- **WORK REQUEST**:
Where a line of the data below has the string "TempDir", copy that line.

Collected data:
---

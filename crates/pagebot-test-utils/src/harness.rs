// SPDX-FileCopyrightText: 2026 Pagebot Contributors
// SPDX-License-Identifier: MIT OR Apache-2.0

//! Test harness backed by a temporary SQLite database.
//!
//! `TestHarness` owns a migrated database in a temp directory plus seeding
//! helpers for tenants, pages, flows, and keywords.

use std::sync::Arc;

use pagebot_config::PagebotConfig;
use pagebot_config::model::StorageConfig;
use pagebot_core::types::{FlowRecord, KeywordRule, MatchType, Page, ProviderKeys, Tenant};
use pagebot_core::{PagebotError, PluginAdapter, StorageAdapter};
use pagebot_storage::SqliteStorage;
use serde_json::Value;

/// A migrated database in a temp directory. Dropping the harness deletes it.
pub struct TestHarness {
    storage: Arc<SqliteStorage>,
    config: PagebotConfig,
    _temp_dir: tempfile::TempDir,
}

impl TestHarness {
    /// Create a harness, panicking if the database cannot be set up.
    pub async fn new() -> Self {
        match Self::try_new().await {
            Ok(harness) => harness,
            Err(e) => panic!("failed to build test harness: {e}"),
        }
    }

    pub async fn try_new() -> Result<Self, PagebotError> {
        let temp_dir =
            tempfile::TempDir::new().map_err(|e| PagebotError::Storage { source: e.into() })?;
        let storage_config = StorageConfig {
            database_path: temp_dir
                .path()
                .join("test.db")
                .to_string_lossy()
                .into_owned(),
            wal_mode: true,
        };
        let storage = SqliteStorage::new(storage_config.clone());
        storage.initialize().await?;

        let config = PagebotConfig {
            storage: storage_config,
            ..PagebotConfig::default()
        };

        Ok(Self {
            storage: Arc::new(storage),
            config,
            _temp_dir: temp_dir,
        })
    }

    pub fn storage(&self) -> Arc<dyn StorageAdapter + Send + Sync> {
        self.storage.clone()
    }

    /// Default configuration pointing at the harness database.
    pub fn config(&self) -> PagebotConfig {
        self.config.clone()
    }

    /// A tenant on `plan` with `used` messages counted.
    pub fn tenant(id: &str, plan: &str, used: i64) -> Tenant {
        Tenant {
            id: id.to_string(),
            email: format!("{id}@example.com"),
            name: format!("Tenant {id}"),
            plan: plan.to_string(),
            message_count: used,
        }
    }

    /// An active, AI-enabled page with external id `ext-{id}`.
    pub fn page(id: &str, owner_id: &str) -> Page {
        Page {
            id: id.to_string(),
            owner_id: owner_id.to_string(),
            external_id: format!("ext-{id}"),
            name: format!("Page {id}"),
            is_active: true,
            ai_enabled: true,
            ai_prompt: Some("You are the shop assistant.".to_string()),
            ai_keys: ProviderKeys::default(),
            access_token: Some(format!("token-{id}")),
        }
    }

    pub async fn insert_tenant(&self, tenant: &Tenant) {
        if let Err(e) = self.storage.create_tenant(tenant).await {
            panic!("seeding tenant {}: {e}", tenant.id);
        }
    }

    /// Insert a page, creating a Starter owner tenant if none exists.
    pub async fn insert_page(&self, page: &Page) {
        let owner = self.storage.get_tenant(&page.owner_id).await;
        if matches!(owner, Ok(None)) {
            self.insert_tenant(&Self::tenant(&page.owner_id, "Starter", 0))
                .await;
        }
        if let Err(e) = self.storage.create_page(page).await {
            panic!("seeding page {}: {e}", page.id);
        }
    }

    /// Insert an active flow.
    pub async fn insert_flow(
        &self,
        page_id: &str,
        flow_id: &str,
        nodes: Value,
        edges: Value,
        is_default: bool,
    ) -> FlowRecord {
        let record = FlowRecord {
            id: flow_id.to_string(),
            page_id: page_id.to_string(),
            name: format!("Flow {flow_id}"),
            is_active: true,
            is_default,
            nodes,
            edges,
        };
        if let Err(e) = self.storage.save_flow(&record).await {
            panic!("seeding flow {flow_id}: {e}");
        }
        record
    }

    pub async fn insert_keyword(
        &self,
        id: &str,
        page_id: &str,
        keyword: &str,
        match_type: MatchType,
        flow_id: &str,
    ) {
        let rule = KeywordRule {
            id: id.to_string(),
            page_id: page_id.to_string(),
            keyword: keyword.to_string(),
            match_type,
            flow_id: flow_id.to_string(),
        };
        if let Err(e) = self.storage.add_keyword(&rule).await {
            panic!("seeding keyword {id}: {e}");
        }
    }
}
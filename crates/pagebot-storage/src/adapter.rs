// SPDX-FileCopyrightText: 2026 Pagebot Contributors
// SPDX-License-Identifier: MIT OR Apache-2.0

//! SQLite implementation of the StorageAdapter trait.

use async_trait::async_trait;
use tokio::sync::OnceCell;
use tracing::debug;

use pagebot_config::model::StorageConfig;
use pagebot_core::types::{
    AnalyticsSummary, Channel, Conversation, ConversationKey, FlowRecord, KeywordRule,
    MessageEntry, Page, StoredMessage, Tenant, UserVariable,
};
use pagebot_core::{AdapterType, HealthStatus, PagebotError, PluginAdapter, StorageAdapter};

use crate::database::{Database, map_tr_err};
use crate::queries;

/// SQLite-backed storage adapter.
///
/// Wraps a [`Database`] handle and delegates all query operations to the
/// typed query modules. The database is opened on the first call to
/// [`StorageAdapter::initialize`].
pub struct SqliteStorage {
    config: StorageConfig,
    db: OnceCell<Database>,
}

impl SqliteStorage {
    /// Create a new SqliteStorage with the given configuration.
    pub fn new(config: StorageConfig) -> Self {
        Self {
            config,
            db: OnceCell::new(),
        }
    }

    fn db(&self) -> Result<&Database, PagebotError> {
        self.db.get().ok_or_else(|| PagebotError::Storage {
            source: "storage not initialized -- call initialize() first".into(),
        })
    }

    async fn checkpoint(&self) -> Result<(), PagebotError> {
        if let Some(db) = self.db.get() {
            db.connection()
                .call(|conn| -> Result<(), rusqlite::Error> {
                    conn.execute_batch("PRAGMA wal_checkpoint(TRUNCATE);")?;
                    Ok(())
                })
                .await
                .map_err(map_tr_err)?;
            debug!("WAL checkpoint complete");
        }
        Ok(())
    }
}

#[async_trait]
impl PluginAdapter for SqliteStorage {
    fn name(&self) -> &str {
        "sqlite"
    }

    fn version(&self) -> semver::Version {
        semver::Version::new(0, 1, 0)
    }

    fn adapter_type(&self) -> AdapterType {
        AdapterType::Storage
    }

    async fn health_check(&self) -> Result<HealthStatus, PagebotError> {
        let db = self.db()?;
        db.connection()
            .call(|conn| -> Result<(), rusqlite::Error> {
                conn.execute_batch("SELECT 1;")?;
                Ok(())
            })
            .await
            .map_err(map_tr_err)?;
        Ok(HealthStatus::Healthy)
    }

    async fn shutdown(&self) -> Result<(), PagebotError> {
        self.checkpoint().await
    }
}

#[async_trait]
impl StorageAdapter for SqliteStorage {
    async fn initialize(&self) -> Result<(), PagebotError> {
        let db = Database::open(&self.config.database_path, self.config.wal_mode).await?;
        self.db.set(db).map_err(|_| PagebotError::Storage {
            source: "storage already initialized".into(),
        })?;
        debug!(path = %self.config.database_path, "SQLite storage initialized");
        Ok(())
    }

    async fn close(&self) -> Result<(), PagebotError> {
        self.db()?;
        self.checkpoint().await
    }

    // --- Tenants ---

    async fn get_tenant(&self, id: &str) -> Result<Option<Tenant>, PagebotError> {
        queries::tenants::get_tenant(self.db()?, id).await
    }

    async fn create_tenant(&self, tenant: &Tenant) -> Result<(), PagebotError> {
        queries::tenants::create_tenant(self.db()?, tenant).await
    }

    async fn increment_usage(&self, tenant_id: &str) -> Result<i64, PagebotError> {
        queries::tenants::increment_usage(self.db()?, tenant_id).await
    }

    async fn reset_usage(&self, tenant_id: &str) -> Result<(), PagebotError> {
        queries::tenants::reset_usage(self.db()?, tenant_id).await
    }

    // --- Pages ---

    async fn get_page(&self, id: &str) -> Result<Option<Page>, PagebotError> {
        queries::pages::get_page(self.db()?, id).await
    }

    async fn get_page_by_external_id(
        &self,
        external_id: &str,
    ) -> Result<Option<Page>, PagebotError> {
        queries::pages::get_page_by_external_id(self.db()?, external_id).await
    }

    async fn create_page(&self, page: &Page) -> Result<(), PagebotError> {
        queries::pages::create_page(self.db()?, page).await
    }

    // --- Flows ---

    async fn get_flow(&self, id: &str) -> Result<Option<FlowRecord>, PagebotError> {
        queries::flows::get_flow(self.db()?, id).await
    }

    async fn list_flows(&self, page_id: &str) -> Result<Vec<FlowRecord>, PagebotError> {
        queries::flows::list_flows(self.db()?, page_id).await
    }

    async fn find_default_flow(
        &self,
        page_id: &str,
    ) -> Result<Option<FlowRecord>, PagebotError> {
        queries::flows::find_default_flow(self.db()?, page_id).await
    }

    async fn save_flow(&self, flow: &FlowRecord) -> Result<(), PagebotError> {
        queries::flows::save_flow(self.db()?, flow).await
    }

    async fn activate_flow(&self, page_id: &str, flow_id: &str) -> Result<(), PagebotError> {
        queries::flows::activate_flow(self.db()?, page_id, flow_id).await
    }

    // --- Keywords ---

    async fn list_keywords(&self, page_id: &str) -> Result<Vec<KeywordRule>, PagebotError> {
        queries::keywords::list_keywords(self.db()?, page_id).await
    }

    async fn add_keyword(&self, rule: &KeywordRule) -> Result<(), PagebotError> {
        queries::keywords::add_keyword(self.db()?, rule).await
    }

    async fn delete_keyword(&self, id: &str) -> Result<(), PagebotError> {
        queries::keywords::delete_keyword(self.db()?, id).await
    }

    // --- Conversations ---

    async fn get_conversation(
        &self,
        key: &ConversationKey,
    ) -> Result<Option<Conversation>, PagebotError> {
        queries::conversations::get_conversation(self.db()?, key).await
    }

    async fn start_conversation(
        &self,
        key: &ConversationKey,
        flow_id: &str,
        state: Option<&str>,
    ) -> Result<(), PagebotError> {
        queries::conversations::start_conversation(self.db()?, key, flow_id, state).await
    }

    async fn update_conversation_state_if(
        &self,
        key: &ConversationKey,
        expected: Option<&str>,
        new_state: Option<&str>,
    ) -> Result<bool, PagebotError> {
        queries::conversations::update_conversation_state_if(self.db()?, key, expected, new_state)
            .await
    }

    async fn delete_conversations(
        &self,
        page_id: &str,
        user_id: &str,
    ) -> Result<usize, PagebotError> {
        queries::conversations::delete_conversations(self.db()?, page_id, user_id).await
    }

    // --- Contact data ---

    async fn set_variable(
        &self,
        page_id: &str,
        user_id: &str,
        key: &str,
        value: &str,
    ) -> Result<(), PagebotError> {
        queries::contacts::set_variable(self.db()?, page_id, user_id, key, value).await
    }

    async fn list_variables(
        &self,
        page_id: &str,
        user_id: &str,
    ) -> Result<Vec<UserVariable>, PagebotError> {
        queries::contacts::list_variables(self.db()?, page_id, user_id).await
    }

    async fn add_tag(
        &self,
        page_id: &str,
        user_id: &str,
        tag: &str,
    ) -> Result<bool, PagebotError> {
        queries::contacts::add_tag(self.db()?, page_id, user_id, tag).await
    }

    async fn list_tags(&self, page_id: &str, user_id: &str) -> Result<Vec<String>, PagebotError> {
        queries::contacts::list_tags(self.db()?, page_id, user_id).await
    }

    // --- Message log ---

    async fn append_message(&self, entry: &MessageEntry) -> Result<i64, PagebotError> {
        queries::messages::append_message(self.db()?, entry).await
    }

    async fn recent_messages(
        &self,
        page_id: &str,
        user_id: &str,
        limit: usize,
    ) -> Result<Vec<StoredMessage>, PagebotError> {
        queries::messages::recent_messages(self.db()?, page_id, user_id, limit).await
    }

    async fn list_messages(
        &self,
        page_id: &str,
        user_id: &str,
        channel: Channel,
    ) -> Result<Vec<StoredMessage>, PagebotError> {
        queries::messages::list_messages(self.db()?, page_id, user_id, channel).await
    }

    // --- Analytics ---

    async fn analytics(&self, page_id: &str, days: u32) -> Result<AnalyticsSummary, PagebotError> {
        queries::analytics::analytics(self.db()?, page_id, days).await
    }
}
// SPDX-FileCopyrightText: 2026 Pagebot Contributors
// SPDX-License-Identifier: MIT OR Apache-2.0

//! Wire types for the Gemini `generateContent` API.

use serde::{Deserialize, Serialize};

#[derive(Debug, Clone, Serialize)]
#[serde(rename_all = "camelCase")]
pub struct GenerateRequest {
    #[serde(skip_serializing_if = "Option::is_none")]
    pub system_instruction: Option<Content>,
    pub contents: Vec<Content>,
    pub generation_config: GenerationConfig,
}

/// A turn. Gemini names the assistant role `"model"`.
#[derive(Debug, Clone, Serialize, Deserialize, PartialEq, Eq)]
pub struct Content {
    #[serde(default, skip_serializing_if = "Option::is_none")]
    pub role: Option<String>,
    #[serde(default)]
    pub parts: Vec<Part>,
}

impl Content {
    pub fn text(role: Option<&str>, text: &str) -> Self {
        Self {
            role: role.map(str::to_string),
            parts: vec![Part {
                text: Some(text.to_string()),
            }],
        }
    }
}

#[derive(Debug, Clone, Serialize, Deserialize, PartialEq, Eq)]
pub struct Part {
    #[serde(default, skip_serializing_if = "Option::is_none")]
    pub text: Option<String>,
}

#[derive(Debug, Clone, Serialize)]
#[serde(rename_all = "camelCase")]
pub struct GenerationConfig {
    pub max_output_tokens: u32,
}

#[derive(Debug, Clone, Deserialize)]
#[serde(rename_all = "camelCase")]
pub struct GenerateResponse {
    #[serde(default)]
    pub candidates: Vec<Candidate>,
    #[serde(default)]
    pub model_version: Option<String>,
}

impl GenerateResponse {
    /// Joined text parts of the first candidate.
    pub fn text(&self) -> Option<String> {
        let content = self.candidates.first()?.content.as_ref()?;
        let text: String = content
            .parts
            .iter()
            .filter_map(|p| p.text.as_deref())
            .collect();
        (!text.is_empty()).then_some(text)
    }
}

#[derive(Debug, Clone, Deserialize)]
#[serde(rename_all = "camelCase")]
pub struct Candidate {
    #[serde(default)]
    pub content: Option<Content>,
    #[serde(default)]
    pub finish_reason: Option<String>,
}

#[derive(Debug, Clone, Deserialize)]
pub struct ApiErrorResponse {
    pub error: ApiErrorDetail,
}

#[derive(Debug, Clone, Deserialize)]
pub struct ApiErrorDetail {
    #[serde(default)]
    pub code: u16,
    pub message: String,
    #[serde(default)]
    pub status: Option<String>,
}
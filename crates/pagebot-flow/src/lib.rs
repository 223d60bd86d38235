// SPDX-FileCopyrightText: 2026 Pagebot Contributors
// SPDX-License-Identifier: MIT OR Apache-2.0

//! Flow graphs for Pagebot.
//!
//! A flow is a directed graph of nodes authored in the dashboard and stored
//! as JSON. This crate validates that JSON into a [`FlowGraph`], renders the
//! payloads sending nodes produce, and walks graphs with the bounded
//! [`Interpreter`].

pub mod graph;
pub mod interpreter;
pub mod render;
pub mod templates;

pub use graph::{Edge, FlowError, FlowGraph, Node, NodeKind};
pub use interpreter::{Halt, Interpreter, NodeEffects, PassOutcome};
pub use render::payload_for;
pub use templates::FlowTemplate;
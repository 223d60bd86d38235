// SPDX-FileCopyrightText: 2026 Pagebot Contributors
// SPDX-License-Identifier: MIT OR Apache-2.0

//! Database connection management with PRAGMA setup, WAL mode, and lifecycle.
//!
//! All writes are serialized through tokio-rusqlite's single background thread.
//! Do NOT create additional Connection instances for writes.

use std::path::Path;

use chrono::SecondsFormat;
use pagebot_core::PagebotError;
use tracing::debug;

/// Handle to the single SQLite connection.
pub struct Database {
    conn: tokio_rusqlite::Connection,
}

impl Database {
    /// Opens (creating if needed) the database at `path` and applies migrations.
    pub async fn open(path: &str, wal_mode: bool) -> Result<Self, PagebotError> {
        if path != ":memory:" {
            if let Some(parent) = Path::new(path).parent() {
                if !parent.as_os_str().is_empty() {
                    std::fs::create_dir_all(parent).map_err(|e| PagebotError::Storage {
                        source: Box::new(e),
                    })?;
                }
            }
        }

        let conn = tokio_rusqlite::Connection::open(path)
            .await
            .map_err(|e| PagebotError::Storage {
                source: Box::new(e),
            })?;

        conn.call(move |conn| -> Result<(), rusqlite::Error> {
            if wal_mode {
                conn.execute_batch("PRAGMA journal_mode = WAL;")?;
            }
            conn.execute_batch(
                "PRAGMA foreign_keys = ON;
                 PRAGMA busy_timeout = 5000;
                 PRAGMA synchronous = NORMAL;",
            )?;
            Ok(())
        })
        .await
        .map_err(map_tr_err)?;

        crate::migrations::run_migrations(&conn).await?;
        debug!(path, wal_mode, "database opened");

        Ok(Self { conn })
    }

    /// The underlying async connection.
    pub fn connection(&self) -> &tokio_rusqlite::Connection {
        &self.conn
    }
}

/// Map a tokio-rusqlite error into the storage variant.
pub fn map_tr_err(e: tokio_rusqlite::Error<rusqlite::Error>) -> PagebotError {
    PagebotError::Storage {
        source: Box::new(e),
    }
}

/// Current UTC time as an RFC 3339 string with millisecond precision.
pub(crate) fn now() -> String {
    chrono::Utc::now().to_rfc3339_opts(SecondsFormat::Millis, true)
}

---

- **TASK ANSWER**:
    _temp_dir: tempfile::TempDir,
            tempfile::TempDir::new().map_err(|e| PagebotError::Storage { source: e.into() })?;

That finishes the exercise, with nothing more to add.